Con la stessa sincerità, nel suo ultimo libro, L’inventario dei sogni, l’autrice ci pone di fronte a un’altra questione. Si può essere donne forti, emancipate, potenti, con lavori importanti e vite realizzate e sentirsi ancora in balia degli uomini? Dei loro no e dei loro sì. Schiacciate dall’orologio biologico e dalle aspettative sociali sul matrimonio e la maternità. A Lagos come a New York. Cosa ce ne facciamo della nostra indipendenza, se ci manca l’amore? E ci manca così tanto da accettare regole che non ci corrispondono, conformandoci a un sistema pensato dai maschi che spesso ci umilia. Come possiamo essere allo stesso tempo donne libere e appagate nelle relazioni? Dichiaratamente bisognose di protezione, ascolto, cura, attenzione, senza sentirci insicure e perdenti? Come la gestiamo tutta questa vulnerabilità?

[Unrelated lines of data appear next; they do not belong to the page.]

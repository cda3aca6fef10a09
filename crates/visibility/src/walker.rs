//! Model-driven traversal of accessor trees
//!
//! The walker follows the *model*, not the accessor tree: for every member
//! of an object model and every element of an array model it looks up the
//! matching accessor, hands both to the visitor and recurses. A model key
//! with no accessor is skipped, which is what happens while a host's field
//! tree lags behind a model update.
//!
//! Object members are visited in JavaScript `Object.keys` order: keys that
//! are canonical array indices first, ascending by numeric value, then every
//! other key in insertion order (models are built with `preserve_order`).
//! Array elements are visited by index.
//! Owned JSON values cannot form reference cycles; [`Walker::with_max_depth`]
//! bounds descent structurally for very deep models.

use crate::tree::{FieldPath, TreeNode};
use serde_json::{Map, Value};

/// Returns true if `model` is neither an object nor an array.
#[must_use]
pub fn is_leaf(model: &Value) -> bool {
    !matches!(model, Value::Object(_) | Value::Array(_))
}

/// Returns the numeric value of `key` if it is a canonical array index:
/// decimal digits without a leading zero (except `"0"` itself), below
/// `u32::MAX`.
#[must_use]
pub fn array_index(key: &str) -> Option<u32> {
    if key.is_empty() || (key.len() > 1 && key.starts_with('0')) {
        return None;
    }
    if !key.bytes().all(|b| b.is_ascii_digit()) {
        return None;
    }
    key.parse::<u32>().ok().filter(|&index| index != u32::MAX)
}

/// Object members in `Object.keys` order.
///
/// ```
/// use error_visibility::walker::ordered_members;
/// use serde_json::json;
///
/// let model = json!({"b": 1, "10": 2, "2": 3, "a": 4});
/// let keys: Vec<_> = ordered_members(model.as_object().unwrap())
///     .into_iter()
///     .map(|(key, _)| key)
///     .collect();
/// assert_eq!(keys, vec!["2", "10", "b", "a"]);
/// ```
#[must_use]
pub fn ordered_members(members: &Map<String, Value>) -> Vec<(&str, &Value)> {
    let mut indexed: Vec<(u32, &str, &Value)> = Vec::new();
    let mut named: Vec<(&str, &Value)> = Vec::with_capacity(members.len());
    for (key, value) in members {
        match array_index(key) {
            Some(index) => indexed.push((index, key.as_str(), value)),
            None => named.push((key.as_str(), value)),
        }
    }
    indexed.sort_unstable_by_key(|&(index, _, _)| index);

    let mut ordered: Vec<(&str, &Value)> = indexed
        .into_iter()
        .map(|(_, key, value)| (key, value))
        .collect();
    ordered.append(&mut named);
    ordered
}

/// Tree walker with an optional depth limit.
#[derive(Debug, Clone, Copy, Default, PartialEq, Eq)]
pub struct Walker {
    max_depth: Option<usize>,
}

impl Walker {
    /// A walker with no depth limit.
    #[must_use]
    pub fn new() -> Self {
        Self::default()
    }

    /// Stops descending once a node's path reaches `max_depth` segments.
    ///
    /// Nodes at exactly `max_depth` are still visited; their children are
    /// not.
    #[must_use]
    pub fn with_max_depth(mut self, max_depth: usize) -> Self {
        self.max_depth = Some(max_depth);
        self
    }

    /// Sets or clears the depth limit.
    #[must_use]
    pub fn max_depth(mut self, max_depth: Option<usize>) -> Self {
        self.max_depth = max_depth;
        self
    }

    /// Visits every descendant of `node` that has both a model value and an
    /// accessor, parent before children. `node` itself is not visited.
    pub fn walk<N, F>(&self, node: &N, model: &Value, mut visitor: F)
    where
        N: TreeNode,
        F: FnMut(&N, &Value, &FieldPath),
    {
        self.descend(node, model, &FieldPath::root(), &mut visitor);
    }

    /// Like [`walk`](Self::walk), but only calls `visitor` for nodes whose
    /// model value is a leaf.
    pub fn walk_leaves<N, F>(&self, node: &N, model: &Value, mut visitor: F)
    where
        N: TreeNode,
        F: FnMut(&N, &Value, &FieldPath),
    {
        self.walk(node, model, |child, child_model, path| {
            if is_leaf(child_model) {
                visitor(child, child_model, path);
            }
        });
    }

    fn descend<N, F>(&self, node: &N, model: &Value, path: &FieldPath, visitor: &mut F)
    where
        N: TreeNode,
        F: FnMut(&N, &Value, &FieldPath),
    {
        if self.max_depth.is_some_and(|max| path.depth() >= max) {
            tracing::trace!(path = %path, "max depth reached, not descending");
            return;
        }

        match model {
            Value::Object(members) => {
                for (key, child_model) in ordered_members(members) {
                    let child_path = path.key(key);
                    match node.child(key) {
                        Some(child) => self.enter(&child, child_model, &child_path, visitor),
                        None => {
                            tracing::trace!(
                                path = %child_path,
                                "no accessor for model key, skipping"
                            );
                        }
                    }
                }
            }
            Value::Array(elements) => {
                for (index, child_model) in elements.iter().enumerate() {
                    let child_path = path.index(index);
                    match node.element(index) {
                        Some(child) => self.enter(&child, child_model, &child_path, visitor),
                        None => {
                            tracing::trace!(
                                path = %child_path,
                                "no accessor for array element, skipping"
                            );
                        }
                    }
                }
            }
            _ => {}
        }
    }

    fn enter<N, F>(&self, child: &N, child_model: &Value, child_path: &FieldPath, visitor: &mut F)
    where
        N: TreeNode,
        F: FnMut(&N, &Value, &FieldPath),
    {
        visitor(child, child_model, child_path);
        self.descend(child, child_model, child_path, visitor);
    }
}

/// Visits every descendant of `node` that has both a model value and an
/// accessor, in model order. Leaf models are not re-entered.
///
/// # Examples
///
/// ```
/// use error_visibility::tree::FieldNode;
/// use error_visibility::walker::walk;
/// use serde_json::json;
///
/// let model = json!({"a": {"b": 1}, "c": [true]});
/// let tree = FieldNode::mirror(&model);
///
/// let mut seen = Vec::new();
/// walk(&&tree, &model, |_node, value| seen.push(value.clone()));
///
/// assert_eq!(seen, vec![json!({"b": 1}), json!(1), json!([true]), json!(true)]);
/// ```
pub fn walk<N, F>(node: &N, model: &Value, mut visitor: F)
where
    N: TreeNode,
    F: FnMut(&N, &Value),
{
    Walker::new().walk(node, model, |child, child_model, _| visitor(child, child_model));
}

/// [`walk`] with each node's [`FieldPath`] below `node`.
pub fn walk_with_path<N, F>(node: &N, model: &Value, visitor: F)
where
    N: TreeNode,
    F: FnMut(&N, &Value, &FieldPath),
{
    Walker::new().walk(node, model, visitor);
}

// ============================================================================
// TESTS
// ============================================================================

Il femminismo oggi non è una battaglia
Sono domande cruciali, che tutte in cuor nostro ci facciamo. Spesso a voce bassa, perché sembrano stridere con quel “girl power” che ci ha permesso di affrancarci da tanti vecchi retaggi. Ma ci ha costretto talvolta a silenziare esigenze profonde, che teniamo nascoste per pudore e vergogna. Chimamanda, che con immenso piacere ospitiamo in questo numero, ci invita a non provare nessun imbarazzo per quello che sentiamo e che vogliamo. Il femminismo non è una battaglia fine a se stessa. È un mezzo per essere felici. Sentendoci rispettate e amate. Non è questa la rivoluzione?